The Importance of Being Patient

Detail of Wellington 1857

Detail of “Village of Wellington” (1857) by Archibald Willard. Original painting owned by Herrick Memorial Library. Permission to display generously granted by the library.

The massively popular website GeneaBloggers has been running a program this year that it calls the “2016 Genealogy Do Over.” The basic premise of the program is to give oneself permission to set aside all previous assumptions made during years–if not decades–of genealogical research and start fresh. Reexamine your primary source material with clear eyes and see what new information presents itself.

I have often wondered what I would learn if I had the time to go back and reread all the materials I have gathered since 2005, in the larger context of what I (think I) know now. Through pure happenstance, in recent weeks I had two instances in which this very scenario occurred. I was looking at materials I had gathered for research on other topics, and found unrelated answers for which I had been searching.

The image above is a detail of Archibald Willard’s study, “Village of Wellington.” For ages I have been attempting to use documentary evidence to determine precisely what each of the depicted buildings was used for when the painting was made in 1857. Then, while gathering information for my recent post on Wellington’s Seminary, it suddenly struck me: the massive “Map of Lorain Co. Ohio From Actual Surveys by John F. Geil” was also created in 1857. And there, printed right on the map, is a clear set of labels indicating the purpose of every structure in the painting. The Wellington House hotel-later called the American House-sat on the intersection, with a book store and post office directly adjacent. Next came a store, followed by the Presbyterian Church, then the (second) town hall and finally the (first) Methodist Church.

Detail 1857 County Map

Detail of “Map of Lorain Co. Ohio From Actual Surveys by John F. Geil. 1857” showing the east side of South Main Street, Wellington, Ohio.

The second mystery I recently solved was perhaps of less general interest than the one described above, but was immensely satisfying for me. Early readers of the blog will recall that I began this research when my family bought an 1876 Italianate house on North Main Street in 2004, a house built by businessman Noah Huckins. Over the years I have learned an enormous amount about Huckins’ life story. I know that he was born in Canada; that he attended college at Baldwin University (now Baldwin Wallace University) in Berea, Ohio; that he enlisted in a Civil War regiment from Oberlin but only served three months; that he was a successful entrepreneur in both Wellington and Oberlin, where he died.

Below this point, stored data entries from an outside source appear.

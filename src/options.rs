//! Mapping options.
//!
//! Options are plain data: they deserialize through serde and can themselves
//! be constructed from an element graph, so they can live in the very
//! configuration they govern.
use serde::{Deserialize, Serialize};

use crate::descriptor::Mapped;
use crate::recipe::Recipe;

// ------------------------------- Policy ---------------------------------- //

/// Nesting bound for construction and decomposition.
pub const DEFAULT_MAX_DEPTH: usize = 256;

#[derive(Clone, Debug, PartialEq, Eq, Serialize, Deserialize)]
#[serde(default)]
pub struct Options {
    /// Bind node entries to component names when a recipe declares them.
    pub match_by_name: bool,
    /// Check each bound sub-element against its component's kind.
    pub match_by_kind: bool,
    /// Refuse to bind a node positionally.
    pub strict_names: bool,
    pub max_depth: usize,
}

impl Default for Options {
    fn default() -> Self {
        Self {
            match_by_name: true,
            match_by_kind: true,
            strict_names: false,
            max_depth: DEFAULT_MAX_DEPTH,
        }
    }
}

impl Mapped for Options {
    fn recipes() -> Vec<Recipe> {
        let Options {
            match_by_name,
            match_by_kind,
            strict_names,
            max_depth,
        } = Options::default();
        vec![
            Recipe::structural::<Self>()
                .field_or(
                    "match_by_name",
                    |o: &Self| o.match_by_name,
                    |o, v| o.match_by_name = v,
                    move || match_by_name,
                )
                .field_or(
                    "match_by_kind",
                    |o: &Self| o.match_by_kind,
                    |o, v| o.match_by_kind = v,
                    move || match_by_kind,
                )
                .field_or(
                    "strict_names",
                    |o: &Self| o.strict_names,
                    |o, v| o.strict_names = v,
                    move || strict_names,
                )
                .field_or(
                    "max_depth",
                    |o: &Self| o.max_depth,
                    |o, v| o.max_depth = v,
                    move || max_depth,
                )
                .build(),
        ]
    }
}

#[cfg(test)]
mod tests {
    use super::*;
    use serde_json::json;

    #[test]
    fn missing_fields_take_defaults() {
        let options: Options = serde_json::from_value(json!({"strict_names": true})).unwrap();
        assert!(options.strict_names);
        assert!(options.match_by_name);
        assert_eq!(options.max_depth, DEFAULT_MAX_DEPTH);
    }

    #[test]
    fn options_construct_from_elements() {
        let element = crate::Element::from(json!({"max_depth": 8, "match_by_kind": false}));
        let options: Options = crate::construct(&element).unwrap();
        assert_eq!(options.max_depth, 8);
        assert!(!options.match_by_kind);
        assert!(!options.strict_names);
        let back = crate::decompose(&options).unwrap();
        assert_eq!(back, crate::Element::from(json!({
            "match_by_name": true,
            "match_by_kind": false,
            "strict_names": false,
            "max_depth": 8
        })));
    }
}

What I was never able to discover was what brought Huckins to Wellington after his military service. Then, again while reviewing materials for my recent post on the Wellington Seminary, I found a Lorain County News item on the state of Wellington schools during the war. Buried in seven paragraphs, I discovered eight words that answered my question. “Our schools for the past term, though taught in three different houses, have been managed on the plan of the ‘Union Schools,’ with a corps of four teachers, under the superintendence of N. Huckins of Berea, and it has proved a success beyond that of any former period in the history of Wellington schools” (emphasis added, 12-30-1863, pg. 3). So Huckins came to Wellington to serve as superintendent of the village’s educational system, and ended up staying for two decades. I had the answer in my grasp for who knows how long, but somehow missed it.

Speaking of the virtues of patience, I must beg the pardon of regular readers. I have been posting less frequently of late, but I hope for good reason. I have a few blog-related projects in the works at present, including two print publications and a possible exhibition. Most exciting, perhaps, is that my assistance has been requested on an upcoming conservation project involving three newly discovered panels painted by Archibald Willard. Local folks may have seen recent press coverage. All of that “tangential” research is taking a fair amount of time. But if the nineteenth-century history of Wellington is a topic that interests you, I trust your patience will ultimately be rewarded.